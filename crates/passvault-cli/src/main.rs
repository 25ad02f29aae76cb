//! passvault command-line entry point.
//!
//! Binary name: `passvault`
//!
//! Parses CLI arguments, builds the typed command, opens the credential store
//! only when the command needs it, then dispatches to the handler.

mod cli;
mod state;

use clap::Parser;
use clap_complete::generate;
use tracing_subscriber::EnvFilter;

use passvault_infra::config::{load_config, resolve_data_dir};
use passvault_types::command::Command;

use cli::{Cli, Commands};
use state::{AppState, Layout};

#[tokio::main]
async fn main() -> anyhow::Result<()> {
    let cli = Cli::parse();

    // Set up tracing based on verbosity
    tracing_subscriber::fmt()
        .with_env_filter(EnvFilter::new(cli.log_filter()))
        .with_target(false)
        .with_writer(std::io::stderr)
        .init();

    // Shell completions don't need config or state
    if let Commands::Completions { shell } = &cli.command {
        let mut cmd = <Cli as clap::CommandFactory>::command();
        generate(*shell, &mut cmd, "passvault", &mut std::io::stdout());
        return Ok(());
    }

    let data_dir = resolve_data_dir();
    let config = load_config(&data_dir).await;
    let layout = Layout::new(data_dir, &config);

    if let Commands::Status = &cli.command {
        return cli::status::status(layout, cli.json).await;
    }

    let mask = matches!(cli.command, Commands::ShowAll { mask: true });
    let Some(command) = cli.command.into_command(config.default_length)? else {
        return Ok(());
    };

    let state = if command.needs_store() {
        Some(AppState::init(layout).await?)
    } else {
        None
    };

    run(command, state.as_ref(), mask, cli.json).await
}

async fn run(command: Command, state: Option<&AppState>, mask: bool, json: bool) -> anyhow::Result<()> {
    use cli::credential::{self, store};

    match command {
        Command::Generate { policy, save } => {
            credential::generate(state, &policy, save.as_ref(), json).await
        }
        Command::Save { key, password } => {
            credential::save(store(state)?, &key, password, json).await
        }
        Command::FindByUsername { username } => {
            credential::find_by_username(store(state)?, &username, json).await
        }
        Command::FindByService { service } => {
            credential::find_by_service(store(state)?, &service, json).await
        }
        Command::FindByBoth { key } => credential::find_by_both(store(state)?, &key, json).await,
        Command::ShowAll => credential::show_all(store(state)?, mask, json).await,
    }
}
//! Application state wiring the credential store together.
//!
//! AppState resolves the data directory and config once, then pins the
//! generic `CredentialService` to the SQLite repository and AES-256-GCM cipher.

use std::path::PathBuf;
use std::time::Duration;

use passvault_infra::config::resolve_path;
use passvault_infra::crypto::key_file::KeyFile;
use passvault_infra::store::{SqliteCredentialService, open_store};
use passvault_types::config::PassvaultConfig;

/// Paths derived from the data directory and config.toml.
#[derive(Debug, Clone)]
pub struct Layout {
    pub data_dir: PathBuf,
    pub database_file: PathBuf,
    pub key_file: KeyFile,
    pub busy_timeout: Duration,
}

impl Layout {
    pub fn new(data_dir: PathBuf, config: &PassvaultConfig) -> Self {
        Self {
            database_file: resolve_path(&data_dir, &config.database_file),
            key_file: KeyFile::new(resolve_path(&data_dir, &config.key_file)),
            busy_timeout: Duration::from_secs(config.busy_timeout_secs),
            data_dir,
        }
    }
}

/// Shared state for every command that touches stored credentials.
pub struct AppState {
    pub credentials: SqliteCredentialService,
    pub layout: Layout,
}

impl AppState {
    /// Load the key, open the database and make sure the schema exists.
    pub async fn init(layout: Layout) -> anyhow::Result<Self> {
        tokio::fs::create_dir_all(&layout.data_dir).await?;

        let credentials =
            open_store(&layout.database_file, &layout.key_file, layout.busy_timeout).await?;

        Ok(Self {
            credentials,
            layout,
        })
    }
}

--

● Work order
Find the string "ShowAll" in the records, then copy each line where it occurs.

● Your response
    let mask = matches!(cli.command, Commands::ShowAll { mask: true });
        Command::ShowAll => credential::show_all(store(state)?, mask, json).await,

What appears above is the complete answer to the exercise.